__Data items__.
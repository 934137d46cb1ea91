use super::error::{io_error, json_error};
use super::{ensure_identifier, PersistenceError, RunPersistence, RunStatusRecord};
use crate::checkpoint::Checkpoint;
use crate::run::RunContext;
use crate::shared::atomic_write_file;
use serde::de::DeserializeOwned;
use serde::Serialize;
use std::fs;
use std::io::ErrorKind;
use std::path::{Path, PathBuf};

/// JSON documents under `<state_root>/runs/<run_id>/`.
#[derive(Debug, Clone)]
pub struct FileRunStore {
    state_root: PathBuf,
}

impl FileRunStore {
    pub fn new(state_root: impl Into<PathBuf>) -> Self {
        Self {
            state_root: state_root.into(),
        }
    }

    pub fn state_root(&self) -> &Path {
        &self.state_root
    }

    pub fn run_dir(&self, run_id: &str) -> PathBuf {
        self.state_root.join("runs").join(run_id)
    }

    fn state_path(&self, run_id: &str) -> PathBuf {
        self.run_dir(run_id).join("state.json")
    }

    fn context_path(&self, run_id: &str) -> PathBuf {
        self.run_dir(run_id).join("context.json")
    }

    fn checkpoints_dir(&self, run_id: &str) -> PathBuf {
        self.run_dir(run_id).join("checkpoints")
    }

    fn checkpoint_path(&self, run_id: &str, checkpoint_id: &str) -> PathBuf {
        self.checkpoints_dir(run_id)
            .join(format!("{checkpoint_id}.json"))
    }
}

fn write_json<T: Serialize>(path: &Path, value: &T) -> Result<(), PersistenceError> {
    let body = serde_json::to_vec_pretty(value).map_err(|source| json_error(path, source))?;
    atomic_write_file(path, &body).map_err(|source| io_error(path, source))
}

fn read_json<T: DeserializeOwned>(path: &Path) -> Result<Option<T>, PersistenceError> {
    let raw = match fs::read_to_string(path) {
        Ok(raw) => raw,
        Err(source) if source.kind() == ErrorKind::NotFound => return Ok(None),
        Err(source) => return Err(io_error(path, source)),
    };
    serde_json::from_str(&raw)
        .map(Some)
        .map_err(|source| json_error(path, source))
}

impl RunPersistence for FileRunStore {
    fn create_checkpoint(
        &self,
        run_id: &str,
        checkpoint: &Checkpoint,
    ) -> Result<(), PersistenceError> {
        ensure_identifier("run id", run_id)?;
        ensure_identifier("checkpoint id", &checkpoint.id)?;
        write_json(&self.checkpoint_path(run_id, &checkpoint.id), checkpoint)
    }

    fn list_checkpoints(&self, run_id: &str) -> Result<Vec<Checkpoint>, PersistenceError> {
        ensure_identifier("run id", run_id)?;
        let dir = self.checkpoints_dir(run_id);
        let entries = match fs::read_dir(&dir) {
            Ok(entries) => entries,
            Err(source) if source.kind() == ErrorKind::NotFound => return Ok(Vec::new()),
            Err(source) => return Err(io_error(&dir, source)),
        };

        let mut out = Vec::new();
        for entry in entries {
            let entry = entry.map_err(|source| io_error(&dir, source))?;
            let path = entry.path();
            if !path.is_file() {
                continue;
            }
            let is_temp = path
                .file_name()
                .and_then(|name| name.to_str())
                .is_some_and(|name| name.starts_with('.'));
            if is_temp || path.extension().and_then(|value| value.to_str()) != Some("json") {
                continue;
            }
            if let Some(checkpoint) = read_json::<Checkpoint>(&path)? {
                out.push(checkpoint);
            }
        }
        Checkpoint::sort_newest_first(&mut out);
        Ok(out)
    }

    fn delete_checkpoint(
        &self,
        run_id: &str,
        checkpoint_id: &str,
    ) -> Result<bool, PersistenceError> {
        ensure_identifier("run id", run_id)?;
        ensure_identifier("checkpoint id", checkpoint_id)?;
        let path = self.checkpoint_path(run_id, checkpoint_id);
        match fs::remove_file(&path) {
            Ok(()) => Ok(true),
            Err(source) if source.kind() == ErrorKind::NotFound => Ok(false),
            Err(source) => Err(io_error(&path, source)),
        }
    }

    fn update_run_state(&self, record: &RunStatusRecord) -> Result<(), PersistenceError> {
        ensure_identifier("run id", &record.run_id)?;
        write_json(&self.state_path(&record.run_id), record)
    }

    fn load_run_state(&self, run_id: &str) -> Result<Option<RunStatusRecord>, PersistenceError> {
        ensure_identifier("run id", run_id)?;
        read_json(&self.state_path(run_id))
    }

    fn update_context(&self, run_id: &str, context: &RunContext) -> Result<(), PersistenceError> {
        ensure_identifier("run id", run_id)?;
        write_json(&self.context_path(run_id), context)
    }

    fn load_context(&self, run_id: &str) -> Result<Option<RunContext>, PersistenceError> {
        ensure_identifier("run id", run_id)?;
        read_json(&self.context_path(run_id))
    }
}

...

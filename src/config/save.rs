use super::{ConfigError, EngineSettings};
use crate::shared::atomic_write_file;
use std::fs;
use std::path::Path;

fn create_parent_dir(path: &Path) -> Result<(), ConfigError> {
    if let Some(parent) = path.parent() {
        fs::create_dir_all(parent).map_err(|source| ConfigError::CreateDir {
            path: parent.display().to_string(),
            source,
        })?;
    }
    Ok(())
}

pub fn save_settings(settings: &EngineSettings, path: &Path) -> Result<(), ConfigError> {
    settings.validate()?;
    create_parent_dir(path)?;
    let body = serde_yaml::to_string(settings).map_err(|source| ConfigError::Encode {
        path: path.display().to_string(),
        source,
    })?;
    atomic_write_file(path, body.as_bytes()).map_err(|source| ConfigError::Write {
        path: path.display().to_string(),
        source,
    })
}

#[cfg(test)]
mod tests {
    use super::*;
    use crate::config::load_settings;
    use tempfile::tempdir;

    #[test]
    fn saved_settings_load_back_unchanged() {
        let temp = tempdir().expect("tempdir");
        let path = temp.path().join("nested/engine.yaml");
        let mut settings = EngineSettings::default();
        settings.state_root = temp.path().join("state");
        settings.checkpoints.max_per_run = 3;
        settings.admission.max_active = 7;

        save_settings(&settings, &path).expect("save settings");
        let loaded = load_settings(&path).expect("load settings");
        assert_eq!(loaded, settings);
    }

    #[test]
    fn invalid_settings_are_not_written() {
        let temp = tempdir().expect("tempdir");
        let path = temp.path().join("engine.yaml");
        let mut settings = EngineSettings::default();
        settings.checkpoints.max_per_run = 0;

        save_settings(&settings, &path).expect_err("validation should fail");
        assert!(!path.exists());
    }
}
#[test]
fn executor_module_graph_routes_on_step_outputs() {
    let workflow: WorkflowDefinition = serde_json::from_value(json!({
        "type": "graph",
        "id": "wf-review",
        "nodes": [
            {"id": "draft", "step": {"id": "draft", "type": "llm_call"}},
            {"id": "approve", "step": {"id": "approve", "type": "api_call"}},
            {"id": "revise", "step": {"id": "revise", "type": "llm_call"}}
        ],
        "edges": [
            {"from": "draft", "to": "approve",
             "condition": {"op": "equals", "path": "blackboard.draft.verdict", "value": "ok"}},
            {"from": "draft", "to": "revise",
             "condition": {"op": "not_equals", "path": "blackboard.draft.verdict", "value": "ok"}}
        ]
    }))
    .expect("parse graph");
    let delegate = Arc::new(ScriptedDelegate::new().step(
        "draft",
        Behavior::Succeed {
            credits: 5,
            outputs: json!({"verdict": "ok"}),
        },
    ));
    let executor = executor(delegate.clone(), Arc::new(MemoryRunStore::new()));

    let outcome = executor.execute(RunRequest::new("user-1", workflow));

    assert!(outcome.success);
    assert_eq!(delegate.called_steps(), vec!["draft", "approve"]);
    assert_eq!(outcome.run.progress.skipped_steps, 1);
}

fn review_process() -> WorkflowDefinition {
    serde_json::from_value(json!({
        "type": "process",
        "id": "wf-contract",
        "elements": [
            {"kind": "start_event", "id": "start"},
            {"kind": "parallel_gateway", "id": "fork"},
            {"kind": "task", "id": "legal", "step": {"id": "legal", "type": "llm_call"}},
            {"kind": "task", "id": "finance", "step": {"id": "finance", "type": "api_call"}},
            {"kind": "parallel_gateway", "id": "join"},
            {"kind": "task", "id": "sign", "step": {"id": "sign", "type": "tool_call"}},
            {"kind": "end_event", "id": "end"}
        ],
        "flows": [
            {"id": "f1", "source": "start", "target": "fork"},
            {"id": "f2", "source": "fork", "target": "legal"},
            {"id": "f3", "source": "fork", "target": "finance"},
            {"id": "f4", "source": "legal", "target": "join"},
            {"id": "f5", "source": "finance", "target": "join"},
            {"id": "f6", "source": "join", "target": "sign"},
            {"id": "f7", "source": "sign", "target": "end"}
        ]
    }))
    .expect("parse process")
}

...

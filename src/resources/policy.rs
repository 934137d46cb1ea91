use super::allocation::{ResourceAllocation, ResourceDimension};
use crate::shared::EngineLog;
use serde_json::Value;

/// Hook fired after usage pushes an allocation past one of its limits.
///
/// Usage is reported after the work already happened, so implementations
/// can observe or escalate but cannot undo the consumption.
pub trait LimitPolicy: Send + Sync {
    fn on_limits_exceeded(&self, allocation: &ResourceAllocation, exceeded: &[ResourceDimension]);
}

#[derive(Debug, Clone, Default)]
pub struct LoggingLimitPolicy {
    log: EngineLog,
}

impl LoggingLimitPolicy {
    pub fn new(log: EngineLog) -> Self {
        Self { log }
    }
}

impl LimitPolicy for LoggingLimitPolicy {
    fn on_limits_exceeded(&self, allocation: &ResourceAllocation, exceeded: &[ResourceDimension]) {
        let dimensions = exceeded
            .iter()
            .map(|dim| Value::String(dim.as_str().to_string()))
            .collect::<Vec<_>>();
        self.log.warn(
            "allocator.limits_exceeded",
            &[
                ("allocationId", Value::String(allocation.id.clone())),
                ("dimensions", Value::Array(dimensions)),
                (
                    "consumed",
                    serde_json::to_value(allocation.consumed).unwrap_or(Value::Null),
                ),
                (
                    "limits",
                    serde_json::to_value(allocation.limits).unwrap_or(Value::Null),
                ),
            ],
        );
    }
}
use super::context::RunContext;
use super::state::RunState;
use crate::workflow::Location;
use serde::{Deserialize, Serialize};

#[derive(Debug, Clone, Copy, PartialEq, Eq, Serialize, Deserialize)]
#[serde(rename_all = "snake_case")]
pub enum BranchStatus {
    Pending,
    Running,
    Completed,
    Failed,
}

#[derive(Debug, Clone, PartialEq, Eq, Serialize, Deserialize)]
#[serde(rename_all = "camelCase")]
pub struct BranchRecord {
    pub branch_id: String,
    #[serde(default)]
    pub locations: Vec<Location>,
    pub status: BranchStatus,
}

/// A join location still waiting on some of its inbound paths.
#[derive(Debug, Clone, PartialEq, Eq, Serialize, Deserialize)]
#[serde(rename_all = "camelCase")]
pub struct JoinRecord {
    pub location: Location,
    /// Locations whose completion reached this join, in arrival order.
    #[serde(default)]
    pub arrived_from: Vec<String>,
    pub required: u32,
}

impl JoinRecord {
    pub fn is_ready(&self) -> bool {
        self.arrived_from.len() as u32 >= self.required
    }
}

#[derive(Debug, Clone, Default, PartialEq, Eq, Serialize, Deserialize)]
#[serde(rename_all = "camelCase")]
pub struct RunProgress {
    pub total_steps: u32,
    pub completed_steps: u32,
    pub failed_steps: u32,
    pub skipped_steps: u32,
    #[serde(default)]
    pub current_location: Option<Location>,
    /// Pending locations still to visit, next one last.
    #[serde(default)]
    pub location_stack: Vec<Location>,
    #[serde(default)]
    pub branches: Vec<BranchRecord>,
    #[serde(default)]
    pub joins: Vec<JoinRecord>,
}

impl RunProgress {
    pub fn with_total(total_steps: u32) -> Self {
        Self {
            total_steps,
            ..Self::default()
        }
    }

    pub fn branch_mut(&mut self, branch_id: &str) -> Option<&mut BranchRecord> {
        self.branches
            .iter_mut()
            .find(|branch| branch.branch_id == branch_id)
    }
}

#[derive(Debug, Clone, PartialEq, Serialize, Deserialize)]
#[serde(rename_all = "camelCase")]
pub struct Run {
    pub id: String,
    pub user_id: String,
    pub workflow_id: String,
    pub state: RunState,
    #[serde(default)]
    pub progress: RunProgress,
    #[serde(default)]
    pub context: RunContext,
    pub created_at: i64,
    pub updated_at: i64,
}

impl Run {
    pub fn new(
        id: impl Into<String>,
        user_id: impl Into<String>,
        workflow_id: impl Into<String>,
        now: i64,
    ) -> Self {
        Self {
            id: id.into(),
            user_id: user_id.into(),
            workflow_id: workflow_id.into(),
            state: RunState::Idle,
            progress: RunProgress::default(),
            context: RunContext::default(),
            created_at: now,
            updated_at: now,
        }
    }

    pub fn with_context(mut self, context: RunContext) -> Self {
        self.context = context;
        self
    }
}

__WHAT IS REQUIRED__. Looking over the records, find each line with the word "return" and copy it.

__ANSWER SECTION__.
        Err(source) if source.kind() == ErrorKind::NotFound => return Ok(None),
        Err(source) => return Err(io_error(path, source)),
            Err(source) if source.kind() == ErrorKind::NotFound => return Ok(Vec::new()),
            Err(source) => return Err(io_error(&dir, source)),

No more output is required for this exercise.